**INSTRUCTIONS TO FOLLOW**
Where does the string "detail" appear in the records? Copy each line that holds it.
** GIVEN DATA follows **
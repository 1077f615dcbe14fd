//! Process-level span helpers.

use tracing::{Span, span::Entered};

use crate::init::build_sha;

/// Guard that keeps the invocation span entered for the lifetime of the process.
pub struct GlobalContextGuard {
    _guard: Entered<'static>,
}

impl GlobalContextGuard {
    /// Enter a span tagging every event with the command and invocation id.
    #[must_use]
    pub fn new(command: impl Into<String>, invocation_id: impl Into<String>) -> Self {
        let command = command.into();
        let invocation_id = invocation_id.into();
        let span: &'static Span = Box::leak(Box::new(tracing::info_span!(
            "skucheck",
            command = %command,
            invocation_id = %invocation_id,
            build_sha = %build_sha(),
        )));
        let guard = span.enter();
        Self { _guard: guard }
    }
}

#[cfg(test)]
mod tests {
    use super::*;

    #[test]
    fn guard_can_be_created_without_subscriber() {
        let _guard = GlobalContextGuard::new("lookup", "test-invocation");
        tracing::info!("inside invocation span");
    }
}
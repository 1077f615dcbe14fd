#![forbid(unsafe_code)]
#![deny(
    unused_must_use,
    clippy::all,
    rustdoc::broken_intra_doc_links,
    rustdoc::bare_urls,
    missing_docs
)]

//! Configuration and credential access for the SKU verifier.
//!
//! Layout: `model.rs` (typed config and override documents), `loader.rs`
//! (environment/file loading), `validate.rs` (field and credential checks),
//! `secrets.rs` (`SecretProvider` and its stores), `defaults.rs` (constants).

mod defaults;
pub mod error;
pub mod loader;
pub mod model;
pub mod secrets;
pub mod validate;

pub use defaults::{
    DEFAULT_AIRTABLE_API_URL, DEFAULT_BASE_ID, DEFAULT_DRIVE_API_URL, DEFAULT_LINKED_TABLE,
    DEFAULT_PAGE_SIZE, DEFAULT_PRODUCT_TABLE, DEFAULT_TIMEOUT_SECS,
};
pub use error::{ConfigError, ConfigResult};
pub use loader::{ENV_PREFIX, load};
pub use model::{
    ConfigOverrides, HttpConfig, HttpOverrides, RecordStoreConfig, RecordStoreOverrides,
    SkuCheckConfig, StorageConfig, StorageOverrides,
};
pub use secrets::{
    AIRTABLE_TOKEN_SECRET, DRIVE_API_KEY_SECRET, JsonFileSecretStore, MemorySecretStore,
    SecretProvider, apply_credentials, clear_credentials, read_credential,
};
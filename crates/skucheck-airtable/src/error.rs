//! Errors raised while building the record store client.
//!
//! Request failures are reported through [`skucheck_core::RecordStoreError`].

use thiserror::Error;

/// Client construction failures.
#[derive(Debug, Error)]
pub enum AirtableError {
    /// The underlying HTTP client could not be built.
    #[error("failed to build record store http client")]
    HttpClient {
        /// Source reqwest error.
        source: reqwest::Error,
    },
}

/// Convenience alias for client construction results.
pub type AirtableResult<T> = Result<T, AirtableError>;
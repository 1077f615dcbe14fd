//! # Design
//!
//! - Record store failures are fatal to a search; enumeration failures are
//!   recovered into a degradation reason by the orchestrator.
//! - Messages stay constant; context travels in fields.
//! - Both enums fold into the closed [`ErrorKind`] set used for messaging.

use serde::{Deserialize, Serialize};
use thiserror::Error;

/// Closed set of failure kinds a search can surface.
#[derive(Debug, Clone, Copy, PartialEq, Eq, Hash, Serialize, Deserialize)]
#[serde(rename_all = "snake_case")]
pub enum ErrorKind {
    /// SKU input did not match the expected pattern.
    InvalidFormat,
    /// A required credential was not configured.
    CredentialMissing,
    /// The record store rejected the credential.
    Unauthorized,
    /// The SKU (or the table holding it) does not exist.
    NotFound,
    /// The record store throttled the request.
    RateLimited,
    /// Any other record store failure.
    TransportError,
    /// Enumeration was requested without a folder id.
    FolderIdMissing,
    /// The storage service denied access to the folder.
    AccessDenied,
    /// The storage API is disabled for the key or its quota is exhausted.
    QuotaOrApiDisabled,
    /// The storage service does not know the folder id.
    FolderNotFound,
    /// No response was received from the storage service.
    NetworkError,
    /// Any other storage service failure.
    ApiError,
}

impl ErrorKind {
    /// Stable machine-readable identifier.
    #[must_use]
    pub const fn as_str(self) -> &'static str {
        match self {
            Self::InvalidFormat => "invalid_format",
            Self::CredentialMissing => "credential_missing",
            Self::Unauthorized => "unauthorized",
            Self::NotFound => "not_found",
            Self::RateLimited => "rate_limited",
            Self::TransportError => "transport_error",
            Self::FolderIdMissing => "folder_id_missing",
            Self::AccessDenied => "access_denied",
            Self::QuotaOrApiDisabled => "quota_or_api_disabled",
            Self::FolderNotFound => "folder_not_found",
            Self::NetworkError => "network_error",
            Self::ApiError => "api_error",
        }
    }
}

/// What a record store `NotFound` refers to.
#[derive(Debug, Clone, PartialEq, Eq)]
pub enum MissingTarget {
    /// The lookup succeeded but no record carries this SKU.
    Sku(String),
    /// The base or table itself could not be found.
    Table,
}

/// Failures raised while fetching the primary product record.
#[derive(Debug, Clone, PartialEq, Eq, Error)]
pub enum RecordStoreError {
    /// SKU input did not match the expected pattern.
    #[error("invalid sku format")]
    InvalidFormat {
        /// Raw input as supplied by the caller.
        input: String,
    },
    /// No record store token is configured.
    #[error("record store credential missing")]
    CredentialMissing,
    /// The record store rejected the token.
    #[error("record store rejected credential")]
    Unauthorized,
    /// Nothing matched the lookup.
    #[error("record not found")]
    NotFound {
        /// Missing SKU or table.
        target: MissingTarget,
    },
    /// The record store throttled the request.
    #[error("record store rate limited")]
    RateLimited,
    /// Any other non-success status or network failure.
    #[error("record store request failed")]
    TransportError {
        /// HTTP status when a response was received.
        status: Option<u16>,
        /// Transport or decoding detail.
        detail: String,
    },
}

impl RecordStoreError {
    /// Closed failure kind for this error.
    #[must_use]
    pub const fn kind(&self) -> ErrorKind {
        match self {
            Self::InvalidFormat { .. } => ErrorKind::InvalidFormat,
            Self::CredentialMissing => ErrorKind::CredentialMissing,
            Self::Unauthorized => ErrorKind::Unauthorized,
            Self::NotFound { .. } => ErrorKind::NotFound,
            Self::RateLimited => ErrorKind::RateLimited,
            Self::TransportError { .. } => ErrorKind::TransportError,
        }
    }

    /// Build a transport failure from any displayable source.
    pub fn transport(status: Option<u16>, detail: impl ToString) -> Self {
        Self::TransportError {
            status,
            detail: detail.to_string(),
        }
    }
}

/// Convenience alias for record store results.
pub type RecordStoreResult<T> = Result<T, RecordStoreError>;

/// Failures raised while listing the files of a folder.
#[derive(Debug, Clone, PartialEq, Eq, Error, Serialize)]
#[serde(tag = "kind", rename_all = "snake_case")]
pub enum EnumerationError {
    /// No storage API key is configured.
    #[error("storage credential missing")]
    CredentialMissing,
    /// Enumeration was requested with an empty folder id.
    #[error("folder id missing")]
    FolderIdMissing,
    /// The service answered with a permission-class error.
    #[error("folder access denied")]
    AccessDenied {
        /// Structured reason reported by the service, when present.
        reason: Option<String>,
    },
    /// The API surface is disabled for the key or over quota.
    #[error("storage api disabled or over quota")]
    QuotaOrApiDisabled {
        /// Structured reason reported by the service.
        reason: String,
    },
    /// The folder id is unknown to the service.
    #[error("folder not found")]
    FolderNotFound {
        /// Folder id that was queried.
        folder_id: String,
    },
    /// The request never produced a response.
    #[error("storage network failure")]
    NetworkError {
        /// Transport detail.
        detail: String,
    },
    /// Any other non-success response.
    #[error("storage api error")]
    ApiError {
        /// HTTP status when a response was received.
        status: Option<u16>,
    },
}

impl EnumerationError {
    /// Closed failure kind for this error.
    #[must_use]
    pub const fn kind(&self) -> ErrorKind {
        match self {
            Self::CredentialMissing => ErrorKind::CredentialMissing,
            Self::FolderIdMissing => ErrorKind::FolderIdMissing,
            Self::AccessDenied { .. } => ErrorKind::AccessDenied,
            Self::QuotaOrApiDisabled { .. } => ErrorKind::QuotaOrApiDisabled,
            Self::FolderNotFound { .. } => ErrorKind::FolderNotFound,
            Self::NetworkError { .. } => ErrorKind::NetworkError,
            Self::ApiError { .. } => ErrorKind::ApiError,
        }
    }
}

/// Convenience alias for enumeration results.
pub type EnumerationResult<T> = Result<T, EnumerationError>;
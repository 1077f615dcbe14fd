//! One search, end to end.
//!
//! # Design
//! - Only normalisation and the record fetch can fail a search. Everything
//!   after the record is fetched narrows the result instead.
//! - Under a ticket, staleness is checked after every await; a superseded
//!   search stops at the next checkpoint and returns no result.

use std::sync::Arc;

use skucheck_core::{
    Enumeration, FileEnumerator, RecordStore, RecordStoreError, SearchResult, normalize,
};
use thiserror::Error;
use tracing::{debug, info, warn};

use crate::resolver::FolderResolver;
use crate::session::{SearchPhase, SearchTicket};

/// Why a search produced no result.
#[derive(Debug, Clone, PartialEq, Eq, Error)]
pub enum SearchFailure {
    /// The SKU was rejected or the record could not be fetched.
    #[error("search failed")]
    Fatal {
        /// Record store failure.
        source: RecordStoreError,
    },
    /// A newer search started before this one finished.
    #[error("search superseded")]
    Superseded {
        /// Generation of the abandoned search.
        generation: u64,
    },
}

impl From<RecordStoreError> for SearchFailure {
    fn from(source: RecordStoreError) -> Self {
        Self::Fatal { source }
    }
}

trait Checkpoint: Send + Sync {
    fn enter(&self, phase: SearchPhase) -> bool;
    fn is_current(&self) -> bool;
    fn generation(&self) -> u64;
}

struct Unsupervised;

impl Checkpoint for Unsupervised {
    fn enter(&self, _phase: SearchPhase) -> bool {
        true
    }

    fn is_current(&self) -> bool {
        true
    }

    fn generation(&self) -> u64 {
        0
    }
}

impl Checkpoint for SearchTicket {
    fn enter(&self, phase: SearchPhase) -> bool {
        self.advance(phase)
    }

    fn is_current(&self) -> bool {
        Self::is_current(self)
    }

    fn generation(&self) -> u64 {
        Self::generation(self)
    }
}

/// Record fetch, folder resolution, enumeration, and verification.
pub struct SearchPipeline {
    store: Arc<dyn RecordStore>,
    enumerator: Arc<dyn FileEnumerator>,
    resolver: FolderResolver,
}

impl SearchPipeline {
    /// Pipeline using the standard folder strategies.
    #[must_use]
    pub fn new(store: Arc<dyn RecordStore>, enumerator: Arc<dyn FileEnumerator>) -> Self {
        Self {
            store,
            enumerator,
            resolver: FolderResolver::standard(),
        }
    }

    /// Replace the folder resolver.
    #[must_use]
    pub fn with_resolver(mut self, resolver: FolderResolver) -> Self {
        self.resolver = resolver;
        self
    }

    /// Run one search outside any session. Never returns
    /// [`SearchFailure::Superseded`].
    ///
    /// # Errors
    ///
    /// Returns [`SearchFailure::Fatal`] when the SKU is invalid or the record
    /// cannot be fetched.
    pub async fn run(&self, input: &str) -> Result<SearchResult, SearchFailure> {
        self.drive(input, &Unsupervised).await
    }

    /// Run one search on behalf of `ticket`, stopping early once a newer
    /// search has started.
    ///
    /// # Errors
    ///
    /// Returns [`SearchFailure::Fatal`] for record failures and
    /// [`SearchFailure::Superseded`] once the ticket is stale.
    pub async fn execute(
        &self,
        input: &str,
        ticket: &SearchTicket,
    ) -> Result<SearchResult, SearchFailure> {
        self.drive(input, ticket).await
    }

    async fn drive(
        &self,
        input: &str,
        checkpoint: &dyn Checkpoint,
    ) -> Result<SearchResult, SearchFailure> {
        let sku = normalize(input)?;
        proceed(checkpoint, SearchPhase::FetchingRecord)?;
        let record = self.store.fetch_by_sku(&sku).await.inspect_err(|err| {
            debug!(sku = %sku, kind = err.kind().as_str(), "record fetch failed");
        })?;
        proceed(checkpoint, SearchPhase::ResolvingFolder)?;

        let folder = self.resolver.resolve(&record, self.store.as_ref()).await;
        let enumeration = match folder.as_deref() {
            None => {
                info!(sku = %sku, "no folder resolved; skipping enumeration");
                ensure_current(checkpoint)?;
                Enumeration::Skipped
            }
            Some(folder_id) => {
                proceed(checkpoint, SearchPhase::EnumeratingFiles)?;
                let listed = self.enumerator.list_images(folder_id).await;
                ensure_current(checkpoint)?;
                match listed {
                    Ok(files) => Enumeration::Listed(files),
                    Err(error) => {
                        warn!(
                            sku = %sku,
                            folder_id,
                            kind = error.kind().as_str(),
                            "folder enumeration failed; continuing without listing"
                        );
                        Enumeration::Failed(error)
                    }
                }
            }
        };

        let result = SearchResult::assemble(sku, record, folder, enumeration);
        debug!(
            sku = %result.sku(),
            front = result.front().as_str(),
            back = result.back().as_str(),
            "search assembled"
        );
        Ok(result)
    }
}

fn proceed(checkpoint: &dyn Checkpoint, phase: SearchPhase) -> Result<(), SearchFailure> {
    if checkpoint.enter(phase) {
        Ok(())
    } else {
        Err(SearchFailure::Superseded {
            generation: checkpoint.generation(),
        })
    }
}

fn ensure_current(checkpoint: &dyn Checkpoint) -> Result<(), SearchFailure> {
    if checkpoint.is_current() {
        Ok(())
    } else {
        Err(SearchFailure::Superseded {
            generation: checkpoint.generation(),
        })
    }
}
** End of GIVEN DATA **
**RESPONSE TO THE TASK**
        /// Transport or decoding detail.
        detail: String,
    pub fn transport(status: Option<u16>, detail: impl ToString) -> Self {
            detail: detail.to_string(),
        /// Transport detail.
        detail: String,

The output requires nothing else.